MC: Can you tell us a little about your journey to leadership?

PB: I didn’t view myself as a leader initially. I performed well as an engineer at GM and got promoted into leadership positions. I changed careers and started my own business(es), a one-man band to start with.  As some of my businesses grew, I was obviously the boss, hence, the “leader” and the teams grew under me. I adapted well to the role. I was comfortable delegating, I always tried to surround myself with the best people. I knew them all and I maintained a positive, collaborative relationship with all of them. I was lucky that my teams grew slowly over the years, so I was never thrust into suddenly leading 200 people that I didn’t know. That gave me time to learn the skills I have today. I don’t claim to be a great leader but I’m comfortable leading and I can get most people to follow me with some level of enthusiasm. And that’s good enough.

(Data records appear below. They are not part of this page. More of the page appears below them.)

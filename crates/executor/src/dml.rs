//! DML operators: Insert, Update, Delete.

use crate::{filter::eval_resolved_expr_with_params, ExecutionContext, Executor};
use common::{ColumnId, DbResult, Row, TableId};
use planner::ResolvedExpr;
use storage::HeapTable;
use types::Value;
use wal::WalRecord;

/// Insert operator - inserts one or more rows into a table with WAL logging.
///
/// Evaluates value expressions and writes to both WAL and storage.
/// Returns a single row containing the number of inserted rows.
pub struct InsertExec {
    table_id: TableId,
    schema: Vec<String>,
    /// One row of value expressions per VALUES tuple (multi-row INSERT supplies more than one).
    rows: Vec<Vec<ResolvedExpr>>,
    executed: bool,
}

impl InsertExec {
    /// Create a new insert operator.
    pub fn new(table_id: TableId, schema: Vec<String>, rows: Vec<Vec<ResolvedExpr>>) -> Self {
        Self {
            table_id,
            schema,
            rows,
            executed: false,
        }
    }

    /// Insert a single row, enforcing primary key uniqueness and logging to the WAL.
    fn insert_one(&self, ctx: &mut ExecutionContext, exprs: &[ResolvedExpr]) -> DbResult<()> {
        // Evaluate value expressions (no row context for INSERT literals)
        let empty_row = Row::new(vec![]);
        let params = ctx.params().to_vec();
        let mut row_values = Vec::with_capacity(exprs.len());

        for expr in exprs {
            let value = eval_resolved_expr_with_params(expr, &empty_row, &params)?;
            row_values.push(value);
        }

        let row = Row::new(row_values.clone());

        // 1. Check primary key uniqueness before touching storage.
        let pk_key = match ctx.pk_index_for(self.table_id)? {
            Some(index) => {
                let key = index.extract_key(&row)?;
                if index.contains(&key) {
                    tracing::warn!(table = self.table_id.0, ?key, "insert rejected: duplicate primary key");
                    return Err(common::DbError::Constraint(format!(
                        "duplicate primary key value: {:?}",
                        key
                    )));
                }
                Some(key)
            }
            None => None,
        };

        // 2. Insert into storage to get RID
        let rid = {
            let mut heap_table = ctx.heap_table(self.table_id)?;
            heap_table.insert(&row)?
        };

        // 3. Record the RID against the primary key once the insert has succeeded.
        if let Some(key) = pk_key {
            if let Some(index) = ctx.pk_index_for(self.table_id)? {
                index.insert(key, rid)?;
            }
            ctx.save_pk_index(self.table_id)?;
        }

        // 3b. Populate every secondary index registered on the table.
        ctx.insert_into_secondary_indexes(self.table_id, &row, rid)?;

        // 4. Log to WAL after successful insert
        let wal_record = WalRecord::Insert {
            table: self.table_id,
            row: row_values,
            rid,
        };
        ctx.log_dml(wal_record)?;

        Ok(())
    }
}

impl Executor for InsertExec {
    fn open(&mut self, _ctx: &mut ExecutionContext) -> DbResult<()> {
        self.executed = false;
        Ok(())
    }

    fn next(&mut self, ctx: &mut ExecutionContext) -> DbResult<Option<Row>> {
        if self.executed {
            return Ok(None);
        }
        self.executed = true;

        for exprs in &self.rows {
            self.insert_one(ctx, exprs)?;
        }

        // Return single row with affected count
        Ok(Some(Row::new(vec![Value::Int64(self.rows.len() as i64)])))
    }

    fn close(&mut self, _ctx: &mut ExecutionContext) -> DbResult<()> {
        Ok(())
    }

    fn schema(&self) -> &[String] {
        &self.schema
    }
}

/// Update operator - updates rows matching a predicate with WAL logging.
///
/// Scans for matching rows, applies assignments, and writes to WAL and storage.
/// Returns a single row containing the number of updated rows.
pub struct UpdateExec {
    table_id: TableId,
    schema: Vec<String>,
    input: Box<dyn Executor>,
    assignments: Vec<(ColumnId, ResolvedExpr)>,
    executed: bool,
}

impl UpdateExec {
    /// Create a new update operator.
    pub fn new(
        table_id: TableId,
        schema: Vec<String>,
        input: Box<dyn Executor>,
        assignments: Vec<(ColumnId, ResolvedExpr)>,
    ) -> Self {
        Self {
            table_id,
            schema,
            input,
            assignments,
            executed: false,
        }
    }

    /// Apply assignments to a row to produce the updated row.
    fn apply_assignments(&self, old_row: &Row, params: &[Value]) -> DbResult<Row> {
        let mut new_values = old_row.values.clone();

        for (col_id, expr) in &self.assignments {
            let idx = *col_id as usize;
            if idx >= new_values.len() {
                return Err(common::DbError::Executor(format!(
                    "column index {} out of bounds (row has {} columns)",
                    idx,
                    new_values.len()
                )));
            }

            let value = eval_resolved_expr_with_params(expr, old_row, params)?;
            new_values[idx] = value;
        }

        Ok(Row::new(new_values))
    }
}

impl Executor for UpdateExec {
    fn open(&mut self, ctx: &mut ExecutionContext) -> DbResult<()> {
        self.executed = false;
        self.input.open(ctx)
    }

    fn next(&mut self, ctx: &mut ExecutionContext) -> DbResult<Option<Row>> {
        if self.executed {
            return Ok(None);
        }

        let mut count = 0;
        let params = ctx.params().to_vec();

        // For each matching row, apply updates and write the new version through
        // storage and the WAL.
        while let Some(old_row) = self.input.next(ctx)? {
            let rid = old_row.rid().ok_or_else(|| {
                common::DbError::Executor("update input row has no record id".into())
            })?;
            let new_row = self.apply_assignments(&old_row, &params)?;

            // Re-key the primary key index if an assignment touched a PK column.
            if let Some(index) = ctx.pk_index_for(self.table_id)? {
                let old_key = index.extract_key(&old_row)?;
                let new_key = index.extract_key(&new_row)?;
                if new_key != old_key && index.contains(&new_key) {
                    tracing::warn!(table = self.table_id.0, ?new_key, "update rejected: duplicate primary key");
                    return Err(common::DbError::Constraint(format!(
                        "duplicate primary key value: {:?}",
                        new_key
                    )));
                }
                if new_key != old_key {
                    index.remove(&old_key);
                    index.insert(new_key, rid)?;
                }
            }

            {
                let mut heap_table = ctx.heap_table(self.table_id)?;
                heap_table.update(rid, &new_row)?;
            }
            ctx.save_pk_index(self.table_id)?;

            // Re-key every secondary index: drop the old projection, insert the new one.
            ctx.delete_from_secondary_indexes(self.table_id, &old_row, rid)?;
            ctx.insert_into_secondary_indexes(self.table_id, &new_row, rid)?;

            ctx.log_dml(WalRecord::Update {
                table: self.table_id,
                rid,
                before: old_row.values.clone(),
                after: new_row.values.clone(),
            })?;

            count += 1;
        }

        self.executed = true;
        tracing::debug!(table = self.table_id.0, count, "update executed");

        // Return count of matched rows
        Ok(Some(Row::new(vec![Value::Int64(count)])))
    }

    fn close(&mut self, ctx: &mut ExecutionContext) -> DbResult<()> {
        self.input.close(ctx)
    }

    fn schema(&self) -> &[String] {
        &self.schema
    }
}

/// Delete operator - deletes rows matching a predicate with WAL logging.
///
/// Scans for matching rows and removes them from storage.
/// Returns a single row containing the number of deleted rows.
pub struct DeleteExec {
    table_id: TableId,
    schema: Vec<String>,
    input: Box<dyn Executor>,
    executed: bool,
}

impl DeleteExec {
    /// Create a new delete operator.
    pub fn new(table_id: TableId, schema: Vec<String>, input: Box<dyn Executor>) -> Self {
        Self {
            table_id,
            schema,
            input,
            executed: false,
        }
    }
}

impl Executor for DeleteExec {
    fn open(&mut self, ctx: &mut ExecutionContext) -> DbResult<()> {
        self.executed = false;
        self.input.open(ctx)
    }

    fn next(&mut self, ctx: &mut ExecutionContext) -> DbResult<Option<Row>> {
        if self.executed {
            return Ok(None);
        }

        let mut count = 0;

        // For each matching row, delete it from storage and log its before-image.
        while let Some(row) = self.input.next(ctx)? {
            let rid = row.rid().ok_or_else(|| {
                common::DbError::Executor("delete input row has no record id".into())
            })?;

            if let Some(index) = ctx.pk_index_for(self.table_id)? {
                let key = index.extract_key(&row)?;
                index.remove(&key);
            }
            ctx.delete_from_secondary_indexes(self.table_id, &row, rid)?;

            {
                let mut heap_table = ctx.heap_table(self.table_id)?;
                heap_table.delete(rid)?;
            }
            ctx.save_pk_index(self.table_id)?;

            ctx.log_dml(WalRecord::Delete {
                table: self.table_id,
                rid,
                before: row.values.clone(),
            })?;

            count += 1;
        }

        self.executed = true;
        tracing::debug!(table = self.table_id.0, count, "delete executed");

        // Return count of matched rows
        Ok(Some(Row::new(vec![Value::Int64(count)])))
    }

    fn close(&mut self, ctx: &mut ExecutionContext) -> DbResult<()> {
        self.input.close(ctx)
    }

    fn schema(&self) -> &[String] {
        &self.schema
    }
}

MC:  What are the general, key characteristics you believe result in a person being an effective leader?
PB: A good leader:
– Surrounds himself with excellent team members
– upholds the values of honesty and integrity
– works with everyone in a collaborative, positive way
– knows how to delegate well and trusts the team
– works well with people and can find the best in them and motivate and inspire them
– is comfortable with uncertainty
– has an appropriate appetite for risk
– is optimistic and capable of thinking laterally to solve problems
– can keep his head when all others are losing theirs
– earns and maintains the team’s respect through his/her actions
MC:  How do you see leadership changing in the next generation?
PB: I don’t see real leadership changing at all from generation to generation. Sure, leaders must be aware of the social expectations of each generation but the core leadership characteristics don’t change, IMHO.
MC: What’s advice you can give a young person wanting to develop leadership?
PB: I believe leadership is a natural talent. If you have some leadership talent, you can develop it and become a great leader. But it would be very hard to do so if you don’t feel you have natural leadership potential. If that’s you, find great leaders in your life and work with them and support them. They’ll need you as much as you need them. And you can make a formidable team.